I had held my blame and unforgiveness up like a flag, wrapped my body in it, and heralded it for all to see. It had made me hard and abrupt and distant.
But I had to forgive myself. Maybe then Eva could forgive me too.
A rumble of thunder boomed outside, the living room lights flickering on, then back off. And suddenly the front door creaked and swung open. An outline filled the doorway.
Eva.
forty-four
eva
I SHOVED MY KEYS AND phone into my back pocket and reached for the door handle. I froze. The door was unlatched, open a few inches.
“Mom?” I pushed the door open with my toe and felt around in the dark for the light switch. I’d sneaked in late at night enough times when I was in high school to make it feel instantly familiar.
“Mom, I’m here. Is everything okay?”
The living room light flickered on. I gasped, barely able to comprehend what I was seeing. Mom was slumped in her old armchair, which had been turned to face the front door. She wasn’t wearing her glasses. Her lip was split, blood dripping from a gash in her cheekbone. Her arms hung limply on either side. Her skin was waxy and gray.
Suddenly the world lit up, fireworks zipping along the insides of my eyelids as a private bomb exploded somewhere inside my head. My knees loosened, but a thick arm snaked around my neck, holding me up. Something cold and hard pressed against the tender skin at my throat.
“Let her go, Sebastian,” Mom rasped. She didn’t move from her chair, her eyes drooping, chest heaving. “It’s me you want, not her.”
The man—stout and grizzled, with dark hair and a misshapen nose—ignored Mom, shoving me into the chair next to her. He ripped off a length of duct tape and bound my wrists together behind the chair.
Blood rolled hot and sticky from my temple, splattering onto my coat collar and pooling in the crevice of my collarbone. Pain rocketed in bands around my head.
“Mom,” I whimpered, terrified. “What’s going on?”
“I’m so sorry,” she whispered. “I tried to keep you safe.”
Think, I told myself. Think!
My car keys. They were in my back pocket. If I could reach them, maybe I could cut through the tape.
I rolled my shoulders, pretending to stretch my neck as I maneuvered my fingers to slide the keys out. The movement sent off an avalanche of pain.
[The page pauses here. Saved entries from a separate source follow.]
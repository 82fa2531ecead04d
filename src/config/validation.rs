//! Server settings validation.
//!
//! # Responsibilities
//! - Semantic validation (serde handles syntactic)
//! - Validate address syntax, timeouts and the redirect URL
//! - Reject an enabled admin API without a key
//!
//! # Design Decisions
//! - Returns all validation errors, not just first
//! - Runs before any listener is bound

use std::fmt;

use crate::config::schema::ServerConfig;
use crate::net::is_valid_address;

/// A single settings problem.
#[derive(Debug, Clone, PartialEq, Eq)]
pub struct ValidationError {
    pub field: &'static str,
    pub message: String,
}

impl ValidationError {
    fn new(field: &'static str, message: impl Into<String>) -> Self {
        Self {
            field,
            message: message.into(),
        }
    }
}

impl fmt::Display for ValidationError {
    fn fmt(&self, f: &mut fmt::Formatter<'_>) -> fmt::Result {
        write!(f, "{}: {}", self.field, self.message)
    }
}

pub fn validate_settings(config: &ServerConfig) -> Result<(), Vec<ValidationError>> {
    let mut errors = Vec::new();

    if !is_valid_address(&config.listener.bind_address) {
        errors.push(ValidationError::new(
            "listener.bind_address",
            format!("invalid address {:?}", config.listener.bind_address),
        ));
    }
    if config.listener.request_timeout_secs == 0 {
        errors.push(ValidationError::new(
            "listener.request_timeout_secs",
            "must be greater than zero",
        ));
    }

    match url::Url::parse(&config.redirect.docs_url) {
        Ok(u) if matches!(u.scheme(), "http" | "https") && u.has_host() => {}
        _ => errors.push(ValidationError::new(
            "redirect.docs_url",
            format!("not an absolute http(s) URL: {:?}", config.redirect.docs_url),
        )),
    }

    if config.reload.poll_interval_ms == 0 {
        errors.push(ValidationError::new(
            "reload.poll_interval_ms",
            "must be greater than zero",
        ));
    }

    if config.admin.enabled {
        if config.admin.api_key.is_empty() {
            errors.push(ValidationError::new(
                "admin.api_key",
                "required when the admin API is enabled",
            ));
        }
        if !is_valid_address(&config.admin.bind_address) {
            errors.push(ValidationError::new(
                "admin.bind_address",
                format!("invalid address {:?}", config.admin.bind_address),
            ));
        }
    }

    if let Some(addr) = &config.observability.metrics_address {
        if !is_valid_address(addr) {
            errors.push(ValidationError::new(
                "observability.metrics_address",
                format!("invalid address {:?}", addr),
            ));
        }
    }

    if errors.is_empty() {
        Ok(())
    } else {
        Err(errors)
    }
}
I gritted my teeth and pushed through it. I had to do something. I had to keep going, or Mom and I would both die.
A moan rasped from Mom’s throat.
“What have you done to her?” I asked.
“Foxglove.” He had an English accent, the word hard and round, as if his mouth were full of rocks. “I mixed the leaves into her tea.” He looked pleased with himself.
“The flower?” I shook my head, trying to cover the movement of me sawing at the tape around my wrists. Pain surged from my blood-soaked temple through my entire body.
“Flower. Poison. Whatever. Her heart will stop soon.”
“You poisoned me? Really, Seb?” Mom managed a quirk of her lips, a mocking glint in her eye. “How very passive of you.”
“Technically, you poisoned yourself,” he replied, smirking.
“Why are you doing this?” I whispered. “What do you want from us?”
“Tell me where Rose is.”
I glanced at Mom, confused. “Who’s Rose?”
Sebastian looked at me for a long time. “Rose Ashford. She’s the reason I texted you.”